Dat alles moet worden samengevat in een geloofwaardige belofte van een andere manier van politiek bedrijven, van een gemeende democratische transitie. Kunnen we die mensen nu geloven? Dat gebeurt niet als de operaties beperkt blijven tot enkele onafhankelijken op lijsten van bestaande partijen. Dat gebeurt immers telkens weer en heeft nog nimmer een verschil gemaakt. Dus moet een burgerlijst zichtbaar van een andere makelij zijn. Dat betekent dus dat gevestigde politici buiten hun comfortzone samenwerken met mensen en groepen buiten de instellingen en buiten hun enge sympathisantenkring.

Dus moet er ook een kamp bestaan bij de bevolking en middenveld voor dergelijke transitie tegen de “oude vormen en gedachten”. Dat opbouwen zou kunnen via een “Staten generaal van het middenveld“. Van daaruit kan een echt gesprek met de politieke vertegenwoordiging worden ingezet.

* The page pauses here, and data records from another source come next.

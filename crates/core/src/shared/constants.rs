pub const FACE_LANDMARKER_MODEL_URL: &str =
    "https://storage.googleapis.com/mediapipe-models/face_landmarker/face_landmarker/float16/1/face_landmarker.task";

/// Baseline subtracted from each gaze axis sum before comparison.
///
/// Empirically chosen; keep as-is.
pub const DEFAULT_AXIS_BIAS: f64 = 0.2;

/// Width in pixels of the on-screen video and overlay box.
pub const DEFAULT_DISPLAY_WIDTH: u32 = 480;

/// Faces tracked per frame.
pub const DEFAULT_NUM_FACES: usize = 1;

pub const DEFAULT_FRAME_WIDTH: u32 = 640;
pub const DEFAULT_FRAME_HEIGHT: u32 = 480;

/// Line width the drawing library uses when a style leaves it unset.
pub const DEFAULT_LINE_WIDTH: f32 = 4.0;

/// Maximum bar length (in characters) of a rendered blend-shape row.
pub const BLEND_SHAPE_BAR_WIDTH: usize = 40;

pub const SETTINGS_DIR_NAME: &str = "GazeQuadrant";
pub const SETTINGS_FILE_NAME: &str = "settings.json";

In 2003, al meer dan een decennium geleden dus, werd in opdracht van de Vlaamse regering het Witboek Stedenbeleid geschreven. Het droeg de titel: “De eeuw van de stad. Over stadsrepublieken en rastersteden“. Het lijvige boek dat werd voorafgegaan door 14 gedetailleerde voorstudies bestaat uit vijf hoofdstukken. De twee laatste hoofdstukken zijn gewijd aan hoe stadsdebat en stadproject vorm kunnen geven aan een goed stedelijk beleid.

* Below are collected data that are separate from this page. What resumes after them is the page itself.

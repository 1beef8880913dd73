//! Admin tokens
//!
//! Tokens are HS256 JWTs signed with the server secret. Nothing is stored
//! server-side; a token is valid exactly when its signature and expiry check
//! out and it carries `type = "admin"`.

use crate::{Error, Result};

use jsonwebtoken::{decode, encode, Algorithm, DecodingKey, EncodingKey, Header, Validation};
use serde::{Deserialize, Serialize};
use serde_json::{Map, Value};
use std::time::Duration;

/// Value of the `type` claim on admin tokens
pub const ADMIN_TOKEN_TYPE: &str = "admin";

/// Claims the server sets itself; requests may not override them.
const RESERVED_CLAIMS: &[&str] = &["iat", "exp", "type", "server"];

/// Claims carried by an admin token.
#[derive(Debug, Clone, PartialEq, Serialize, Deserialize)]
pub struct AdminClaims {
    pub iat: i64,
    pub exp: i64,
    pub sub: String,
    #[serde(rename = "type")]
    pub token_type: String,
    pub server: String,
    #[serde(flatten)]
    pub extra: Map<String, Value>,
}

/// Issues and verifies admin tokens for one server.
#[derive(Clone)]
pub struct TokenAuthority {
    encoding: EncodingKey,
    decoding: DecodingKey,
    server: String,
}

impl std::fmt::Debug for TokenAuthority {
    fn fmt(&self, f: &mut std::fmt::Formatter<'_>) -> std::fmt::Result {
        f.debug_struct("TokenAuthority")
            .field("server", &self.server)
            .finish_non_exhaustive()
    }
}

impl TokenAuthority {
    pub fn new(secret: &str, server: impl Into<String>) -> Result<Self> {
        if secret.is_empty() {
            return Err(Error::Config("token secret must not be empty".to_string()));
        }
        Ok(Self {
            encoding: EncodingKey::from_secret(secret.as_bytes()),
            decoding: DecodingKey::from_secret(secret.as_bytes()),
            server: server.into(),
        })
    }

    /// Server identity written into the `server` claim.
    pub fn server(&self) -> &str {
        &self.server
    }

    /// Sign a new admin token valid for `ttl`.
    pub fn issue(&self, extra: &Map<String, Value>, ttl: Duration) -> Result<String> {
        if let Some(reserved) = extra.keys().find(|k| RESERVED_CLAIMS.contains(&k.as_str())) {
            return Err(Error::MalformedRequest(format!(
                "claim '{reserved}' is set by the server"
            )));
        }
        let ttl = i64::try_from(ttl.as_secs())
            .ok()
            .filter(|secs| *secs > 0)
            .ok_or_else(|| {
                Error::MalformedRequest(format!("token lifetime of {ttl:?} is out of range"))
            })?;

        let now = chrono::Utc::now().timestamp();
        let mut extra = extra.clone();
        let sub = match extra.remove("sub") {
            Some(Value::String(sub)) => sub,
            Some(other) => {
                return Err(Error::MalformedRequest(format!(
                    "claim 'sub' must be a string, got {other}"
                )));
            }
            None => ADMIN_TOKEN_TYPE.to_string(),
        };

        let claims = AdminClaims {
            iat: now,
            exp: now.saturating_add(ttl),
            sub,
            token_type: ADMIN_TOKEN_TYPE.to_string(),
            server: self.server.clone(),
            extra,
        };
        encode(&Header::new(Algorithm::HS256), &claims, &self.encoding)
            .map_err(|e| Error::Internal(format!("failed to sign token: {e}")))
    }

    /// Check signature, expiry and token type.
    pub fn verify(&self, token: &str) -> Result<AdminClaims> {
        let validation = Validation::new(Algorithm::HS256);
        let data = decode::<AdminClaims>(token, &self.decoding, &validation)
            .map_err(|e| Error::Unauthenticated(format!("invalid token: {e}")))?;
        if data.claims.token_type != ADMIN_TOKEN_TYPE {
            return Err(Error::Unauthenticated(format!(
                "token type '{}' is not permitted",
                data.claims.token_type
            )));
        }
        Ok(data.claims)
    }
}
//! DataFusion query engine integration

use crate::codec::Filter;
use crate::storage::DATASET_EXTENSION;
use crate::{Error, Result};

use arrow_array::RecordBatch;
use arrow_schema::SchemaRef;
use datafusion::datasource::file_format::parquet::ParquetFormat;
use datafusion::datasource::MemTable;
use datafusion::datasource::listing::{
    ListingOptions, ListingTable, ListingTableConfig, ListingTableUrl,
};
use datafusion::execution::context::SQLOptions;
use datafusion::physical_plan::SendableRecordBatchStream;
use datafusion::prelude::*;
use datafusion::sql::TableReference;
use std::path::Path;
use std::sync::Arc;
use tracing::debug;

/// Default rows per batch produced by a query
pub const DEFAULT_BATCH_SIZE: usize = 8192;

/// Runs filters and statements against a single dataset file.
///
/// Every call gets its own `SessionContext` holding exactly one table, so a
/// statement can only ever see the dataset named in its ticket.
#[derive(Debug, Clone)]
pub struct SqlEngine {
    batch_size: usize,
}

impl Default for SqlEngine {
    fn default() -> Self {
        Self::new(DEFAULT_BATCH_SIZE)
    }
}

impl SqlEngine {
    pub fn new(batch_size: usize) -> Self {
        Self {
            batch_size: batch_size.max(1),
        }
    }

    fn context(&self) -> SessionContext {
        // One partition keeps rows in file order.
        let config = SessionConfig::new()
            .with_batch_size(self.batch_size)
            .with_target_partitions(1)
            .with_information_schema(false)
            .with_parquet_pruning(true);
        SessionContext::new_with_config(config)
    }

    /// Register the file at `path` as table `table`.
    async fn register_dataset(&self, ctx: &SessionContext, table: &str, path: &Path) -> Result<()> {
        let file_format = ParquetFormat::default().with_enable_pruning(true);
        let listing_options = ListingOptions::new(Arc::new(file_format))
            .with_file_extension(format!(".{DATASET_EXTENSION}"))
            .with_collect_stat(true);

        let table_url = ListingTableUrl::parse(path.to_string_lossy())?;
        let config = ListingTableConfig::new(table_url)
            .with_listing_options(listing_options)
            .infer_schema(&ctx.state())
            .await?;
        let provider = ListingTable::try_new(config)?;
        ctx.register_table(TableReference::bare(table.to_string()), Arc::new(provider))?;
        Ok(())
    }

    /// SQL text run for `filter` against `table`.
    pub fn statement(table: &str, filter: &Filter) -> String {
        match filter {
            Filter::Where(predicate) => format!("SELECT * FROM \"{table}\" WHERE {predicate}"),
            Filter::Sql(sql) => sql.clone(),
        }
    }

    /// Plan and start executing `filter` against the dataset at `path`.
    pub async fn execute_stream(
        &self,
        table: &str,
        path: &Path,
        filter: &Filter,
    ) -> Result<SendableRecordBatchStream> {
        let ctx = self.context();
        self.register_dataset(&ctx, table, path).await?;
        Self::run(&ctx, table, filter).await
    }

    /// Run `filter` over batches already read from a dataset.
    pub async fn execute_batches(
        &self,
        table: &str,
        schema: SchemaRef,
        batches: Vec<RecordBatch>,
        filter: &Filter,
    ) -> Result<SendableRecordBatchStream> {
        let ctx = self.context();
        let provider = MemTable::try_new(schema, vec![batches])?;
        ctx.register_table(TableReference::bare(table.to_string()), Arc::new(provider))?;
        Self::run(&ctx, table, filter).await
    }

    async fn run(ctx: &SessionContext, table: &str, filter: &Filter) -> Result<SendableRecordBatchStream> {
        let sql = Self::statement(table, filter);
        debug!(table, sql = %sql, "Executing dataset query");

        let options = SQLOptions::new()
            .with_allow_ddl(false)
            .with_allow_dml(false)
            .with_allow_statements(false);
        let df = ctx
            .sql_with_options(&sql, options)
            .await
            .map_err(|e| match Error::from(e) {
                Error::DataFusion(e) => Error::Query(e.to_string()),
                other => other,
            })?;
        Ok(df.execute_stream().await?)
    }
}

#[cfg(test)]
mod tests {
    use super::*;

    #[test]
    fn test_where_statement_quotes_table() {
        let sql = SqlEngine::statement("daily-prices", &Filter::Where("price > 3".to_string()));
        assert_eq!(sql, "SELECT * FROM \"daily-prices\" WHERE price > 3");
    }

    #[tokio::test]
    async fn test_execute_batches() {
        use arrow_array::cast::AsArray;
        use arrow_array::types::Int64Type;
        use arrow_array::Int64Array;
        use arrow_schema::{DataType, Field, Schema};
        use futures::TryStreamExt;

        let schema = Arc::new(Schema::new(vec![Field::new("price", DataType::Int64, false)]));
        let batch = RecordBatch::try_new(
            schema.clone(),
            vec![Arc::new(Int64Array::from(vec![1, 5, 3, 8]))],
        )
        .unwrap();
        let stream = SqlEngine::default()
            .execute_batches("prices", schema, vec![batch], &Filter::Where("price > 3".to_string()))
            .await
            .unwrap();
        let batches: Vec<RecordBatch> = stream.try_collect().await.unwrap();
        let prices: Vec<i64> = batches
            .iter()
            .flat_map(|b| b.column(0).as_primitive::<Int64Type>().values().to_vec())
            .collect();
        assert_eq!(prices, vec![5, 8]);
    }

    #[tokio::test]
    async fn test_missing_file_is_not_found() {
        let dir = tempfile::tempdir().unwrap();
        let path = dir.path().join("gone.parquet");
        let filter = Filter::Where("price > 3".to_string());

        let err = SqlEngine::default()
            .execute_stream("gone", &path, &filter)
            .await
            .err()
            .expect("expected an error");
        assert_eq!(err.kind(), crate::ErrorKind::NotFound, "{err}");
    }

    #[test]
    fn test_sql_statement_passes_through() {
        let sql = SqlEngine::statement("x", &Filter::Sql("SELECT 1".to_string()));
        assert_eq!(sql, "SELECT 1");
    }
}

‘Kiezen voor een lokale burgerdemocratie omvat veel meer dan enkele individuele burgers op je lijst zetten.’

Het laatste hoofdstuk gaat expliciet over de verhouding bestuur en stedelijk burgerschap. Het staat vol zeer concrete aanwijzingen. Hoe een stedelijk burgerschap echt instellen? Door deliberatieve (beslissende dus) overlegvormen in te stellen, door in te zetten op universele rechten en oog te hebben voor de belangentegenstellingen, door de lokale instellingen te vernieuwen en door zelforganisatie van burgers te ondersteunen. Dat alles kan natuurlijk niet zonder het politieke debat opnieuw te valoriseren. Daarvoor wordt vooral gerekend op een actieve inzet voor participatieve democratie. Aan de ene kant moet de achterkamerpolitiek worden vervangen door een transparant stadsdebat waarin de discussie over concrete projecten wordt verbonden met een algemene visie. Aan de andere kant moet er steun zijn voor burgerinitiatieven, die vooral op wijkniveau tot een echt medebeheer kunnen leiden. Wil men echt voor een stadsrepubliek gaan dan moeten het lokale bestuur grondig worden gewijzigd zegt het witboek nog. Het stadsbestuur moet een echte regiefunctie opnemen. De administraties moeten van verticale kokers onder de bevoegdheid van één schepen veel meer transversaal op programma’s en projecten worden ingezet. De gemeenteraad moet een echt stadsparlement worden. En dan nog: steden moeten meer samenwerken en de betutteling van de overheid moet stoppen.

Kortom: kiezen voor een lokale burgerdemocratie omvat veel meer dan enkele individuele burgers op je lijst zetten. Het is een omwenteling die al sinds 2003 in een richtinggevend witboek staat uitgewerkt maar sindsdien door de particratie is tegengewerkt. Wil men er in 2018 toch werk van maken dan zal het om meer moeten gaan dan een grote opsmuk. Het gaat dan echt om een herdenken van de lokale democratie. Een constituante als het ware. Dat zou zo’n lokale Staten-Generaal kunnen inhouden.